Observations from our contributors

  • 26 June 2006

Dr Seuss’ books California dreaming

San Diego is distilled California—palm trees and storeyed Spanish mission architecture. It’s so leisured it doesn’t even feel the need to compete. To get home each night we drive slowly along the sunset length of Del Mar beach where even in the spring chill there are always a few surfers riding the Pacific roll.

San Diego is also a military depot. As you make the first right turn out of the American Eagle plane, a sign tells it straight: ‘The Free, The Proud, THE MARINES.’ This is the town from which President George W. Bush launched his triumphant trip from shore to deck of the troop-laden aircraft carrier moored in San Diego Bay. ‘Boy, did that cost some,’ say our bemused American hosts. Many of the yachts in San Diego Bay fly a yellow ribbon from their masts. In a good wind they flutter like acid sunbeams.

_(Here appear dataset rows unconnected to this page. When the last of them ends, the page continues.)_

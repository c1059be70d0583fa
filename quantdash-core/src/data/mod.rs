//! Candle sources: CSV import and synthetic generation.

pub mod csv_import;
pub mod synthetic;

pub use csv_import::{load_candles, parse_time, read_candles, CsvError};
pub use synthetic::{candles_from_closes, synthetic_candles};
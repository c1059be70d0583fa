//! Data-quality alerts raised by the backend's anomaly detectors.

use std::collections::BTreeMap;

use chrono::{DateTime, Utc};
use serde::{Deserialize, Serialize};

/// Alert severity, ordered from least to most severe.
#[derive(Debug, Clone, Copy, PartialEq, Eq, PartialOrd, Ord, Hash, Serialize, Deserialize)]
#[serde(rename_all = "snake_case")]
pub enum Severity {
    Low,
    Medium,
    High,
    Critical,
}

#[derive(Debug, Clone, PartialEq, Serialize, Deserialize)]
pub struct DataQualityAlert {
    pub id: String,
    pub symbol: String,
    pub severity: Severity,
    /// Detector name → anomaly score.
    #[serde(default)]
    pub anomaly_scores: BTreeMap<String, f64>,
    pub message: String,
    pub timestamp: DateTime<Utc>,
    #[serde(default)]
    pub acknowledged: bool,
}

impl DataQualityAlert {
    /// Highest anomaly score across detectors, if any were reported.
    pub fn max_score(&self) -> Option<f64> {
        self.anomaly_scores
            .values()
            .copied()
            .filter(|v| v.is_finite())
            .fold(None, |acc, v| Some(acc.map_or(v, |a: f64| a.max(v))))
    }
}

/// Sort alerts most severe first, newest first within a severity.
pub fn sort_by_priority(alerts: &mut [DataQualityAlert]) {
    alerts.sort_by(|a, b| {
        b.severity
            .cmp(&a.severity)
            .then_with(|| b.timestamp.cmp(&a.timestamp))
    });
}

#[cfg(test)]
mod tests {
    use super::*;
    use chrono::TimeZone;

    fn alert(id: &str, severity: Severity, hour: u32) -> DataQualityAlert {
        DataQualityAlert {
            id: id.into(),
            symbol: "BTC-USD".into(),
            severity,
            anomaly_scores: BTreeMap::new(),
            message: "gap detected".into(),
            timestamp: Utc.with_ymd_and_hms(2024, 3, 1, hour, 0, 0).unwrap(),
            acknowledged: false,
        }
    }

    #[test]
    fn priority_order() {
        let mut alerts = vec![
            alert("a", Severity::Low, 9),
            alert("b", Severity::Critical, 8),
            alert("c", Severity::Critical, 10),
            alert("d", Severity::Medium, 11),
        ];
        sort_by_priority(&mut alerts);
        let ids: Vec<&str> = alerts.iter().map(|a| a.id.as_str()).collect();
        assert_eq!(ids, vec!["c", "b", "d", "a"]);
    }

    #[test]
    fn max_score_ignores_non_finite() {
        let mut a = alert("a", Severity::High, 1);
        assert_eq!(a.max_score(), None);
        a.anomaly_scores.insert("zscore".into(), 3.2);
        a.anomaly_scores.insert("iforest".into(), 0.7);
        a.anomaly_scores.insert("broken".into(), f64::NAN);
        assert_eq!(a.max_score(), Some(3.2));
    }
}
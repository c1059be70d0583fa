//! Simple Moving Average (SMA).
//!
//! Rolling mean of close prices over a lookback window.
//! First point at index period - 1.

use super::{check_period, Indicator, IndicatorError, LinePoint};
use crate::domain::Candle;

#[derive(Debug, Clone)]
pub struct Sma {
    period: usize,
    name: String,
}

impl Sma {
    pub fn new(period: usize) -> Result<Self, IndicatorError> {
        check_period("SMA", period)?;
        Ok(Self {
            period,
            name: format!("sma_{period}"),
        })
    }
}

impl Indicator for Sma {
    type Point = LinePoint;

    fn name(&self) -> &str {
        &self.name
    }

    fn min_len(&self) -> usize {
        self.period
    }

    fn compute(&self, candles: &[Candle]) -> Vec<LinePoint> {
        if candles.len() < self.period {
            return Vec::new();
        }

        candles
            .windows(self.period)
            .filter_map(|window| {
                let sum: f64 = window.iter().map(|c| c.close).sum();
                if sum.is_nan() {
                    return None;
                }
                let last = window.last()?;
                Some(LinePoint {
                    time: last.time,
                    value: sum / self.period as f64,
                })
            })
            .collect()
    }
}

On the campus of the University of California at San Diego (UCSD), one of the long chain of state-funded and, to Australian eyes, wealthy West Coast universities, the handbill signs are what you might expect. ‘Civil Rights in America: USA PATRIOT ACT. Guest speaker: Salam al-Marayati, Muslim Public Affairs Council.’ ‘ONE WORLD ONE FUTURE WITHOUT WAR. Keynote speaker, Chalmers Johnson, on US Foreign Policy.’ But another tattered yellow handbill asks, rather desperately, ‘Can you afford an attorney?’ And in the eucalyptus grove (there are gums everywhere—very disorienting for an Australian) between the student centre and the faculty buildings, there are two miniature American flags tied on to a gum sapling above a sign, ‘Fallen American Heroes’, with a forlorn typed list of names like tear-off labels.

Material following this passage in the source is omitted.